Sunday December 27, 2009 -----A(H1N1) vaccine by March/April 2010

Here’s that update on flu vaccines in Malaysia you’ve been waiting for.

HOW long more do we have to wait for a publicly-available A(H1N1) influenza vaccine? Anytime from March to April, says Sanofi-Aventis medical manager (Malaysia/Singapore/Brunei) Dr Shree Jacob.

If this is news to you, it’s probably, and understandably, because you were caught up in Christmas festivities and didn’t manage to catch our news report about it on Friday

Seasonal, not pandemic

The formulation due to arrive in March/April is the routinely produced southern hemisphere trivalent seasonal influenza vaccine, which arrives every year around the same time.

This year, it will contain a component that is protectective against the A(H1N1) strain currently circulating. The new formulation is different from the expedited pandemic A(H1N1) monovalent vaccine that is due to arrive in January.

“Monovalent” here means the pandemic flu vaccine contains just one viral strain ie the A(H1N1) strain everybody has been so worried about. “Trivalent” means the seasonal flu vaccine contains three viral strains.

One of the three strains is the A/California/7/2009-like strain, which the World Health Organisation (WHO) recommended for inclusion in the seasonal vaccine back in Sept.

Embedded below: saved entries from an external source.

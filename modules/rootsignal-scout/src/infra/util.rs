// Shared utility functions and constants for the scout module.
//
// These were consolidated from duplicate implementations across scout.rs,
// investigator.rs, response_finder.rs, and gathering_finder.rs.

/// Seeds deserve faster first scrapes; `compute_weight` takes over after first scrape.
pub const COLD_START_SOURCE_WEIGHT: f64 = 0.5;

/// Default weight for LLM-discovered and actor-discovered sources.
pub const DISCOVERED_SOURCE_WEIGHT: f64 = 0.3;

/// Reddit posts are shorter; subreddits have many authors.
pub const REDDIT_POST_LIMIT: u32 = 20;

/// Standard limit for single-org social accounts.
pub const SOCIAL_POST_LIMIT: u32 = 10;

/// Shared tension category list for LLM prompts. These are guidance, not constraints —
/// the LLM may propose categories outside this list per Principle 13 ("Emergent Over Engineered").
pub const TENSION_CATEGORIES: &str =
    "housing, safety, economic, health, education, infrastructure, \
environment, social, governance, immigration, civil_rights, other";

// Re-export content_hash from common for backwards compatibility within scout.
pub use rootsignal_common::content_hash;

/// Cosine similarity between two f64 vectors. Returns 0.0 for zero-norm inputs.
pub fn cosine_similarity(a: &[f64], b: &[f64]) -> f64 {
    let dot: f64 = a.iter().zip(b.iter()).map(|(x, y)| x * y).sum();
    let norm_a: f64 = a.iter().map(|x| x * x).sum::<f64>().sqrt();
    let norm_b: f64 = b.iter().map(|x| x * x).sum::<f64>().sqrt();
    if norm_a == 0.0 || norm_b == 0.0 {
        return 0.0;
    }
    dot / (norm_a * norm_b)
}

/// Strip tracking parameters from URLs that may contain PII or cause dedup mismatches.
pub fn sanitize_url(url: &str) -> String {
    const TRACKING_PARAMS: &[&str] = &[
        "_dt",
        "fbclid",
        "gclid",
        "utm_source",
        "utm_medium",
        "utm_campaign",
        "utm_term",
        "utm_content",
        "modal",
        "ref",
        "mc_cid",
        "mc_eid",
    ];

    let Ok(mut parsed) = url::Url::parse(url) else {
        return url.to_string();
    };

    let had_query = parsed.query().is_some();
    if !had_query {
        return url.to_string();
    }

    let clean_pairs: Vec<(String, String)> = parsed
        .query_pairs()
        .filter(|(key, _)| !TRACKING_PARAMS.contains(&key.as_ref()))
        .map(|(k, v)| (k.into_owned(), v.into_owned()))
        .collect();

    if clean_pairs.is_empty() {
        parsed.set_query(None);
    } else {
        parsed.query_pairs_mut().clear().extend_pairs(clean_pairs);
    }

    parsed.to_string()
}

#[cfg(test)]
mod tests {
    use super::*;

    #[test]
    fn content_hash_deterministic() {
        let h1 = content_hash("hello world");
        let h2 = content_hash("hello world");
        assert_eq!(h1, h2);
    }

    #[test]
    fn content_hash_different_inputs() {
        let h1 = content_hash("hello");
        let h2 = content_hash("world");
        assert_ne!(h1, h2);
    }

    #[test]
    fn cosine_similarity_identical() {
        let a = vec![1.0, 0.0, 0.0];
        let b = vec![1.0, 0.0, 0.0];
        assert!((cosine_similarity(&a, &b) - 1.0).abs() < 0.001);
    }

    #[test]
    fn cosine_similarity_orthogonal() {
        let a = vec![1.0, 0.0, 0.0];
        let c = vec![0.0, 1.0, 0.0];
        assert!(cosine_similarity(&a, &c).abs() < 0.001);
    }

    #[test]
    fn cosine_similarity_zero_vector() {
        let a = vec![1.0, 0.0, 0.0];
        let d = vec![0.0, 0.0, 0.0];
        assert!(cosine_similarity(&a, &d).abs() < 0.001);
    }

    #[test]
    fn sanitize_url_strips_tracking() {
        let url = "https://example.com/page?id=123&utm_source=twitter&fbclid=abc";
        let clean = sanitize_url(url);
        assert!(clean.contains("id=123"));
        assert!(!clean.contains("utm_source"));
        assert!(!clean.contains("fbclid"));
    }

    #[test]
    fn sanitize_url_preserves_clean_urls() {
        let url = "https://example.com/page?id=123";
        assert_eq!(sanitize_url(url), url);
    }

    #[test]
    fn sanitize_url_handles_no_query() {
        let url = "https://example.com/page";
        assert_eq!(sanitize_url(url), url);
    }

    #[test]
    fn sanitize_url_removes_all_tracking() {
        let url = "https://example.com/page?utm_source=x&utm_medium=y";
        let clean = sanitize_url(url);
        assert!(!clean.contains('?'));
    }
}
pub mod signal_history;
pub mod tavily_search;
pub mod whois;

pub use signal_history::InternalSignalHistoryTool;
pub use tavily_search::TavilyEntitySearchTool;
pub use whois::WhoisLookupTool;
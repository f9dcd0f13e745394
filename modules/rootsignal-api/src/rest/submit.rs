use std::sync::Arc;
use std::time::Instant;

use axum::{
    extract::{ConnectInfo, State},
    http::StatusCode,
    response::{IntoResponse, Json},
};
use serde::Deserialize;
use tracing::{info, warn};
use uuid::Uuid;

use rootsignal_common::{DiscoveryMethod, SourceNode, SourceType, SubmissionNode};

use crate::AppState;

#[derive(Deserialize)]
pub struct SubmitRequest {
    url: String,
    reason: Option<String>,
    city: Option<String>,
}

pub const RATE_LIMIT_PER_HOUR: usize = 10;

/// Check rate limit for an IP. Returns true if the request is allowed, false if rate-limited.
/// Prunes expired entries and records the new request if allowed.
pub fn check_rate_limit(entries: &mut Vec<Instant>, now: Instant, max_per_hour: usize) -> bool {
    let cutoff = now - std::time::Duration::from_secs(3600);
    entries.retain(|t| *t > cutoff);
    if entries.len() >= max_per_hour {
        return false;
    }
    entries.push(now);
    true
}

pub async fn api_submit(
    State(state): State<Arc<AppState>>,
    ConnectInfo(addr): ConnectInfo<std::net::SocketAddr>,
    Json(body): Json<SubmitRequest>,
) -> impl IntoResponse {
    // Validate URL: parse, enforce scheme, reject private/loopback IPs, enforce max length
    let url = body.url.trim().to_string();
    if url.len() > 2048 {
        return (
            StatusCode::BAD_REQUEST,
            Json(serde_json::json!({"error": "URL too long (max 2048 characters)"})),
        )
            .into_response();
    }
    let parsed_url = match url::Url::parse(&url) {
        Ok(u) => u,
        Err(_) => {
            return (
                StatusCode::BAD_REQUEST,
                Json(serde_json::json!({"error": "Invalid URL"})),
            )
                .into_response();
        }
    };
    if parsed_url.scheme() != "http" && parsed_url.scheme() != "https" {
        return (
            StatusCode::BAD_REQUEST,
            Json(serde_json::json!({"error": "URL must use http or https scheme"})),
        )
            .into_response();
    }
    // Block private/loopback IPs to prevent SSRF
    if let Some(host) = parsed_url.host_str() {
        if let Ok(ip) = host.parse::<std::net::IpAddr>() {
            if ip.is_loopback() || is_private_ip(ip) {
                return (
                    StatusCode::BAD_REQUEST,
                    Json(serde_json::json!({"error": "URLs pointing to private/loopback addresses are not allowed"})),
                )
                    .into_response();
            }
        }
        // Block common internal hostnames
        let lower = host.to_lowercase();
        if lower == "localhost" || lower.ends_with(".local") || lower.ends_with(".internal") {
            return (
                StatusCode::BAD_REQUEST,
                Json(serde_json::json!({"error": "URLs pointing to internal hosts are not allowed"})),
            )
                .into_response();
        }
    }

    // Rate limit: 10 submissions per hour per IP
    let ip = addr.ip();
    {
        let mut limiter = state.rate_limiter.lock().await;
        // Periodically prune empty entries to prevent unbounded HashMap growth
        if limiter.len() > 1000 {
            prune_empty_entries(&mut limiter);
        }
        let entries = limiter.entry(ip).or_default();
        if !check_rate_limit(entries, Instant::now(), RATE_LIMIT_PER_HOUR) {
            return (
                StatusCode::TOO_MANY_REQUESTS,
                Json(serde_json::json!({"error": "Rate limit exceeded — max 10 submissions per hour"})),
            )
                .into_response();
        }
    }

    let city = body.city.as_deref().unwrap_or(&state.city).to_string();
    let source_type = SourceType::from_url(&url);
    let canonical_value = canonical_value_from_url(source_type, &url);
    let canonical_key = format!("{}:{}:{}", city, source_type, canonical_value);

    let now = chrono::Utc::now();
    let source_id = Uuid::new_v4();
    let source = SourceNode {
        id: source_id,
        canonical_key: canonical_key.clone(),
        canonical_value,
        url: Some(url.clone()),
        source_type,
        discovery_method: DiscoveryMethod::HumanSubmission,
        city: city.clone(),
        created_at: now,
        last_scraped: None,
        last_produced_signal: None,
        signals_produced: 0,
        signals_corroborated: 0,
        consecutive_empty_runs: 0,
        active: true,
        gap_context: body.reason.clone().map(|r| format!("Submission: {r}")),
        weight: 0.5,
        cadence_hours: None,
        avg_signals_per_scrape: 0.0,
        total_cost_cents: 0,
        last_cost_cents: 0,
        taxonomy_stats: None,
        quality_penalty: 1.0,
    };

    if let Err(e) = state.writer.upsert_source(&source).await {
        warn!(error = %e, "Failed to create submitted source");
        return StatusCode::INTERNAL_SERVER_ERROR.into_response();
    }

    // If reason is non-empty, create a Submission node for investigation
    let reason = body.reason.filter(|r| !r.trim().is_empty());
    if reason.is_some() {
        let submission = SubmissionNode {
            id: Uuid::new_v4(),
            url: url.clone(),
            reason: reason.clone(),
            city: city.clone(),
            submitted_at: now,
        };
        if let Err(e) = state.writer.upsert_submission(&submission, &canonical_key).await {
            warn!(error = %e, "Failed to create submission node");
            // Source was created; submission linkage is non-critical
        }
    }

    // Log submission without verbatim reason (may contain PII)
    info!(url, city, has_reason = reason.is_some(), "Human submission received");

    (
        StatusCode::ACCEPTED,
        Json(serde_json::json!({
            "status": "accepted",
            "source_id": source_id.to_string(),
        })),
    )
        .into_response()
}

/// Check if an IP address is in a private range (RFC 1918 / RFC 4193).
fn is_private_ip(ip: std::net::IpAddr) -> bool {
    match ip {
        std::net::IpAddr::V4(v4) => {
            v4.is_loopback()
                || v4.is_link_local()
                || v4.octets()[0] == 10
                || (v4.octets()[0] == 172 && (16..=31).contains(&v4.octets()[1]))
                || (v4.octets()[0] == 192 && v4.octets()[1] == 168)
                || (v4.octets()[0] == 169 && v4.octets()[1] == 254) // metadata endpoint
        }
        std::net::IpAddr::V6(v6) => {
            v6.is_loopback() || (v6.segments()[0] & 0xfe00) == 0xfc00
        }
    }
}

/// Prune empty entries from the rate limiter HashMap to prevent unbounded growth.
pub fn prune_empty_entries(limiter: &mut std::collections::HashMap<std::net::IpAddr, Vec<Instant>>) {
    let cutoff = Instant::now() - std::time::Duration::from_secs(3600);
    limiter.retain(|_, entries| {
        entries.retain(|t| *t > cutoff);
        !entries.is_empty()
    });
}

/// Extract the canonical value from a URL for deduplication.
pub fn canonical_value_from_url(source_type: SourceType, url: &str) -> String {
    match source_type {
        SourceType::Instagram => {
            // https://www.instagram.com/{username}/ → username
            url.split("instagram.com/")
                .nth(1)
                .unwrap_or(url)
                .trim_matches('/')
                .split('/')
                .next()
                .unwrap_or(url)
                .to_lowercase()
        }
        SourceType::Reddit => {
            // https://reddit.com/r/{subreddit} → subreddit
            if let Some(rest) = url.split("/r/").nth(1) {
                rest.trim_matches('/')
                    .split('/')
                    .next()
                    .unwrap_or(url)
                    .to_lowercase()
            } else {
                url.to_lowercase()
            }
        }
        _ => url.to_string(),
    }
}

#[cfg(test)]
mod tests {
    use super::*;

    // --- infer_source_type tests ---

    #[test]
    fn infer_instagram() {
        assert_eq!(SourceType::from_url("https://www.instagram.com/mpls_mutual_aid"), SourceType::Instagram);
    }

    #[test]
    fn infer_facebook() {
        assert_eq!(SourceType::from_url("https://facebook.com/somepage"), SourceType::Facebook);
    }

    #[test]
    fn infer_reddit() {
        assert_eq!(SourceType::from_url("https://reddit.com/r/Minneapolis"), SourceType::Reddit);
    }

    #[test]
    fn infer_tiktok() {
        assert_eq!(SourceType::from_url("https://www.tiktok.com/@someuser"), SourceType::TikTok);
    }

    #[test]
    fn infer_twitter() {
        assert_eq!(SourceType::from_url("https://twitter.com/user"), SourceType::Twitter);
    }

    #[test]
    fn infer_x_dot_com() {
        assert_eq!(SourceType::from_url("https://x.com/user"), SourceType::Twitter);
    }

    #[test]
    fn infer_bluesky() {
        assert_eq!(SourceType::from_url("https://bsky.app/profile/someone"), SourceType::Bluesky);
    }

    #[test]
    fn infer_plain_web() {
        assert_eq!(SourceType::from_url("https://www.startribune.com/article"), SourceType::Web);
    }

    // --- canonical_value_from_url tests ---

    #[test]
    fn canonical_instagram_username() {
        let val = canonical_value_from_url(SourceType::Instagram, "https://www.instagram.com/MplsMutualAid/");
        assert_eq!(val, "mplsmutualaid");
    }

    #[test]
    fn canonical_instagram_with_path() {
        let val = canonical_value_from_url(SourceType::Instagram, "https://instagram.com/user123/reels");
        assert_eq!(val, "user123");
    }

    #[test]
    fn canonical_reddit_subreddit() {
        let val = canonical_value_from_url(SourceType::Reddit, "https://reddit.com/r/Minneapolis/");
        assert_eq!(val, "minneapolis");
    }

    #[test]
    fn canonical_reddit_with_post_path() {
        let val = canonical_value_from_url(SourceType::Reddit, "https://www.reddit.com/r/TwinCities/comments/abc123");
        assert_eq!(val, "twincities");
    }

    #[test]
    fn canonical_web_returns_full_url() {
        let url = "https://www.startribune.com/some-article";
        let val = canonical_value_from_url(SourceType::Web, url);
        assert_eq!(val, url);
    }

    // --- rate limiter tests ---

    #[test]
    fn rate_limit_allows_under_limit() {
        let mut entries = Vec::new();
        let now = Instant::now();
        for _ in 0..9 {
            assert!(check_rate_limit(&mut entries, now, 10));
        }
        assert_eq!(entries.len(), 9);
    }

    #[test]
    fn rate_limit_allows_exactly_at_limit() {
        let mut entries = Vec::new();
        let now = Instant::now();
        for _ in 0..10 {
            assert!(check_rate_limit(&mut entries, now, 10));
        }
        assert_eq!(entries.len(), 10);
    }

    #[test]
    fn rate_limit_rejects_over_limit() {
        let mut entries = Vec::new();
        let now = Instant::now();
        for _ in 0..10 {
            assert!(check_rate_limit(&mut entries, now, 10));
        }
        // 11th should be rejected
        assert!(!check_rate_limit(&mut entries, now, 10));
        // entries should not grow past 10
        assert_eq!(entries.len(), 10);
    }

    #[test]
    fn rate_limit_expires_old_entries() {
        let mut entries = Vec::new();
        let old = Instant::now() - std::time::Duration::from_secs(3601);
        // Simulate 10 old entries
        for _ in 0..10 {
            entries.push(old);
        }
        // New request should be allowed because old ones expired
        let now = Instant::now();
        assert!(check_rate_limit(&mut entries, now, 10));
        // Old entries should have been pruned
        assert_eq!(entries.len(), 1);
    }
}
use neo4rs::query;
use tracing::{info, warn};

use rootsignal_graph::GraphClient;

use crate::types::AutoFixStats;

/// Run all deterministic auto-fix checks against the graph.
/// These are idempotent and safe to run concurrently with the scout.
pub async fn run_auto_fixes(
    client: &GraphClient,
    center_lat: f64,
    center_lng: f64,
) -> Result<AutoFixStats, neo4rs::Error> {
    let mut stats = AutoFixStats::default();

    stats.orphaned_citations_deleted = fix_orphaned_citations(client).await?;
    stats.orphaned_edges_deleted = fix_orphaned_acted_in_edges(client).await?;
    stats.actors_merged = fix_duplicate_actors(client).await?;
    stats.empty_signals_deleted = fix_empty_signals(client).await?;
    stats.fake_coords_nulled =
        fix_fake_center_coords(client, center_lat, center_lng).await?;

    info!("{stats}");
    Ok(stats)
}

/// Delete Citation nodes that have no SOURCED_FROM edge pointing to them.
async fn fix_orphaned_citations(client: &GraphClient) -> Result<u64, neo4rs::Error> {
    let q = query(
        "MATCH (ev:Citation)
         WHERE NOT ()-[:SOURCED_FROM]->(ev)
         DETACH DELETE ev
         RETURN count(ev) AS deleted",
    );

    let mut stream = client.inner().execute(q).await?;
    if let Some(row) = stream.next().await? {
        let deleted: i64 = row.get("deleted").unwrap_or(0);
        if deleted > 0 {
            info!(deleted, "Deleted orphaned Citation nodes");
        }
        return Ok(deleted as u64);
    }
    Ok(0)
}

/// Delete ACTED_IN edges where either the Actor or Signal node is missing.
async fn fix_orphaned_acted_in_edges(client: &GraphClient) -> Result<u64, neo4rs::Error> {
    // DETACH DELETE removes edges with the node, so truly orphaned
    // edges shouldn't exist. But partial transaction failures could leave them.
    // Check for Actor nodes with no remaining signal connections and clean up.
    let q = query(
        "MATCH (a:Actor)
         WHERE NOT (a)<-[:ACTED_IN]-()
         DETACH DELETE a
         RETURN count(a) AS deleted",
    );

    let mut stream = client.inner().execute(q).await?;
    if let Some(row) = stream.next().await? {
        let deleted: i64 = row.get("deleted").unwrap_or(0);
        if deleted > 0 {
            info!(deleted, "Deleted orphaned Actor nodes (no ACTED_IN edges)");
        }
        return Ok(deleted as u64);
    }
    Ok(0)
}

/// Merge duplicate Actors with identical normalized names.
/// Keeps the Actor with more signal connections, re-points edges from the duplicate.
async fn fix_duplicate_actors(client: &GraphClient) -> Result<u64, neo4rs::Error> {
    let mut merged = 0u64;

    // Find Actor pairs with the same lowercased name
    let q = query(
        "MATCH (a1:Actor), (a2:Actor)
         WHERE a1.id < a2.id
           AND toLower(replace(replace(a1.name, '-', ' '), '.', '')) =
               toLower(replace(replace(a2.name, '-', ' '), '.', ''))
         WITH a1, a2
         OPTIONAL MATCH (a1)<-[r1:ACTED_IN]-()
         WITH a1, a2, count(r1) AS a1_count
         OPTIONAL MATCH (a2)<-[r2:ACTED_IN]-()
         WITH a1, a2, a1_count, count(r2) AS a2_count
         RETURN a1.id AS keep_id, a2.id AS drop_id,
                a1.name AS keep_name, a2.name AS drop_name,
                CASE WHEN a1_count >= a2_count THEN a1.id ELSE a2.id END AS winner_id,
                CASE WHEN a1_count >= a2_count THEN a2.id ELSE a1.id END AS loser_id",
    );

    let mut stream = client.inner().execute(q).await?;
    let mut pairs: Vec<(String, String)> = Vec::new();

    while let Some(row) = stream.next().await? {
        let winner: String = row.get("winner_id").unwrap_or_default();
        let loser: String = row.get("loser_id").unwrap_or_default();
        let keep_name: String = row.get("keep_name").unwrap_or_default();
        let drop_name: String = row.get("drop_name").unwrap_or_default();
        if !winner.is_empty() && !loser.is_empty() {
            info!(keep = %keep_name, drop = %drop_name, "Merging duplicate Actors");
            pairs.push((winner, loser));
        }
    }

    for (winner_id, loser_id) in &pairs {
        // Re-point ACTED_IN edges from loser to winner
        let repoint = query(
            "MATCH (loser:Actor {id: $loser_id})<-[r:ACTED_IN]-(sig)
             MATCH (winner:Actor {id: $winner_id})
             CREATE (sig)-[:ACTED_IN {role: r.role}]->(winner)
             DELETE r",
        )
        .param("loser_id", loser_id.clone())
        .param("winner_id", winner_id.clone());

        match client.inner().run(repoint).await {
            Ok(_) => {}
            Err(e) => {
                warn!(loser = %loser_id, winner = %winner_id, error = %e, "Failed to re-point ACTED_IN edges");
                continue;
            }
        }

        // Delete the loser Actor
        let delete =
            query("MATCH (a:Actor {id: $id}) DETACH DELETE a").param("id", loser_id.clone());

        match client.inner().run(delete).await {
            Ok(_) => merged += 1,
            Err(e) => warn!(id = %loser_id, error = %e, "Failed to delete duplicate Actor"),
        }
    }

    if merged > 0 {
        info!(merged, "Merged duplicate Actor nodes");
    }
    Ok(merged)
}

/// Delete signal nodes with empty or null titles.
async fn fix_empty_signals(client: &GraphClient) -> Result<u64, neo4rs::Error> {
    let mut deleted = 0u64;

    for label in &["Gathering", "Aid", "Need", "Notice", "Tension"] {
        let q = query(&format!(
            "MATCH (n:{label})
             WHERE n.title IS NULL OR n.title = ''
             DETACH DELETE n
             RETURN count(n) AS deleted"
        ));

        let mut stream = client.inner().execute(q).await?;
        if let Some(row) = stream.next().await? {
            let d: i64 = row.get("deleted").unwrap_or(0);
            if d > 0 {
                info!(label, deleted = d, "Deleted signals with empty titles");
            }
            deleted += d as u64;
        }
    }

    Ok(deleted)
}

/// Null out coordinates that are suspiciously close to the scope center.
/// The scout strips coords within 0.01 degrees; we catch anything within 0.02
/// that slipped through (e.g., LLM echoed a slightly offset default).
async fn fix_fake_center_coords(
    client: &GraphClient,
    center_lat: f64,
    center_lng: f64,
) -> Result<u64, neo4rs::Error> {
    let mut nulled = 0u64;
    let epsilon = 0.02;

    for label in &["Gathering", "Aid", "Need", "Notice", "Tension"] {
        let q = query(&format!(
            "MATCH (n:{label})
             WHERE n.lat IS NOT NULL AND n.lng IS NOT NULL
               AND abs(n.lat - $center_lat) < $epsilon
               AND abs(n.lng - $center_lng) < $epsilon
             SET n.lat = null, n.lng = null
             RETURN count(n) AS nulled"
        ))
        .param("center_lat", center_lat)
        .param("center_lng", center_lng)
        .param("epsilon", epsilon);

        let mut stream = client.inner().execute(q).await?;
        if let Some(row) = stream.next().await? {
            let n: i64 = row.get("nulled").unwrap_or(0);
            if n > 0 {
                info!(label, nulled = n, "Nulled fake center coordinates");
            }
            nulled += n as u64;
        }
    }

    Ok(nulled)
}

This strain closely resembles the A(H1N1) strain currently circulating and will protect recipients against it, confirms technical officer with the WHO Representative Office for Brunei Darussalam, Malaysia, and Singapore, Dr Harpal Singh.

Available, at a price

Unlike the pandemic A(H1N1) vaccine due to arrive in Jan, which will only be available from public hospitals and clinics to frontliners and high-risk groups, the new seasonal vaccine will be available as usual to the general public (as long as they can pay for it) through private hospitals and clinics that stock it.

Normally, the seasonal flu vaccine costs below RM100. (Between RM40 and RM60, consultant cardiologist Datuk Dr Khoo Kah Lin told us a while back.)

Their arrival is good news, says recently appointed Health Ministry disease control director Dr Lokman Hakim Sulaiman.

“We very much welcome these new seasonal vaccines, which should also protect against A(H1N1). The public will now have access to the vaccine,” he told Fit4Life.